Los dos únicos centros educativos que quedan en el pueblo funcionan en una casa esquinera de paredes descoloridas. Uno es la Escuela Mixta de El Salado, dueña de este inmueble, y otro, el Colegio de Bachillerato Alfredo Vega. Varios chiquillos contentos corretean por el patio esta mañana de lunes. En el primer salón que uno encuentra tras el portón, los niños se aplican a la tarea de elaborar un cuadro sinóptico sobre las bacterias y otro sobre las algas. El número de alumnos ni siquiera sobrepasa el centenar, pero el problema mayor es otro: el bachillerato apenas está aprobado hasta noveno grado. Los estudiantes interesados en cursar los dos grados restantes deben mudarse para El Carmen de Bolívar, lo que demanda unos gastos que no se compadecen con la pobreza de casi todos los pobladores. En consecuencia, muchos jóvenes renuncian a concluir su educación y se convierten en jornaleros como sus padres.

Tal es el caso de María Magdalena Padilla, 20 años, quien a esta hora hierve leche en una olla vetusta. En 2002, cuando se produjo el retorno de los habitantes tras la masacre, María Magdalena fue noticia nacional de primera página. En cierta ocasión, una mujer que debía ausentarse de El Salado dejó a su hija de cinco años bajo la custodia de María Magdalena. Para matar el tiempo, las dos criaturas se pusieron a jugar a las clases: María Magdalena era la maestra. Y la niña más pequeña, la alumna. Una vecina que vio la escena también envió a su hijo chiquito, y luego otra señora le siguió los pasos, y así se alargó la cadena hasta llegar a 38 niños. Como no había escuelas, el divertimento se fue tornando cada vez más serio. En esas apareció una periodista que quedó maravillada con la historia, una periodista que, folclóricamente, le estampilló a la protagonista el mote de "Seño Mayito", dizque porque María Magdalena sonaba demasiado formal. El novelón caló en el alma de los colombianos. A María Magdalena la retrataron al lado del Presidente de la República, la ensalzaron en la radio y en la televisión, la pasearon por las playas de Cartagena y por los cerros de Bogotá. Le concedieron —vaya, vaya— el Premio Portafolio Empresarial, un trofeo que hoy es un trasto inútil arrinconado en su habitación paupérrima. Los industriales le mandaron telegramas, los gobernadores exaltaron su ejemplo. Pero en este momento, María Magdalena se encuentra triste porque, después de todo, no ha podido estudiar para ser profesora, como lo soñó desde la infancia. "No tenemos dinero", dice con resignación. Lejos de los reflectores y las cámaras, no resulta atractiva para los falsos mecenas que la saturaron de promesas en el pasado. Pienso —pero no me atrevo a decírselo a la muchacha— que ahí está pintado nuestro país: nos distraemos con el símbolo para sacarle el cuerpo al problema real, que es la falta de oportunidades para la gente pobre. Les damos alas a los personajes ilusorios como "la Seño Mayito", para después arrancárselas a los seres humanos de carne y hueso como María Magdalena. En el fondo, creamos a estos héroes efímeros, simplemente, porque necesitamos montar una parodia de solidaridad que alivie nuestras conciencias.

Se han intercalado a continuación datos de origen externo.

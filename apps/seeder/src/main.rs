//! CLI entry point for seeding demo posts.

use std::sync::Arc;

use anyhow::{Context, Result};
use clap::Parser;
use migration::{Migrator, MigratorTrait};
use quill_infra::{
    DatabaseConfig, DatabaseConnection, PostgresAuthorRepository, PostgresPostRepository,
};
use rand::SeedableRng;
use rand::rngs::StdRng;
use tracing_subscriber::{EnvFilter, layer::SubscriberExt, util::SubscriberInitExt};

mod demo;
mod seed;

use seed::Seeder;

#[derive(Parser)]
#[command(name = "seed-posts")]
#[command(about = "Generate demo authors and posts", long_about = None)]
struct Cli {
    /// Number of posts to create
    #[arg(short, long, default_value_t = 25)]
    count: usize,

    /// Delete all existing posts first
    #[arg(long)]
    clear: bool,

    /// Apply pending migrations before seeding
    #[arg(long)]
    migrate: bool,

    /// RNG seed for reproducible output
    #[arg(long)]
    seed: Option<u64>,
}

#[tokio::main]
async fn main() -> Result<()> {
    dotenvy::dotenv().ok();

    tracing_subscriber::registry()
        .with(EnvFilter::try_from_default_env().unwrap_or_else(|_| EnvFilter::new("info")))
        .with(tracing_subscriber::fmt::layer())
        .init();

    let cli = Cli::parse();

    let url = std::env::var("DATABASE_URL").context("DATABASE_URL must be set")?;
    let db = DatabaseConnection::init(&DatabaseConfig {
        url,
        max_connections: 5,
        min_connections: 1,
        connect_timeout: std::time::Duration::from_secs(10),
    })
    .await
    .context("failed to connect to database")?;

    if cli.migrate {
        Migrator::up(&db.conn, None)
            .await
            .context("failed to apply migrations")?;
        tracing::info!("Migrations applied");
    }

    let seeder = Seeder::new(
        Arc::new(PostgresPostRepository::new(db.conn.clone())),
        Arc::new(PostgresAuthorRepository::new(db.conn.clone())),
    );
    let mut rng = match cli.seed {
        Some(seed) => StdRng::seed_from_u64(seed),
        None => StdRng::from_entropy(),
    };

    let summary = seeder
        .run(cli.count, cli.clear, &mut rng, chrono::Utc::now())
        .await
        .context("seeding failed")?;

    tracing::info!(
        published = summary.published,
        drafts = summary.drafts,
        authors_created = summary.authors_created,
        cleared = summary.cleared,
        "Generation complete"
    );
    Ok(())
}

Eso sí: los problemas persisten, se agrandan. La vecina de María Magdalena se llama Mayolis Mena Palencia y tiene 23 años. Está sentada, adolorida, en un taburete de cuero. Ayer, después del tremendo aguacero que cayó en El Salado, resbaló en el patio fangoso de la casa y cayó de bruces contra un peñasco. Perdió el bebé de tres meses que tenía en el vientre. Y ahora dice que todavía sangra, pero que en el pueblo, desde los tiempos de la masacre, no hay ni puesto de salud ni médico permanente. Yo la miro en silencio, cierro mi libreta de notas, me despido de ella y me alejo, procurando pisar con cuidado para no patinar en la bajada de la cuesta. Veo las calles barrosas, veo un perro sarnoso, veo una casucha con agujeros de bala en las paredes. Y me digo que los paramilitares y guerrilleros, pese a que son un par de manadas de asesinos, no son los únicos que han atropellado a esta pobre gente.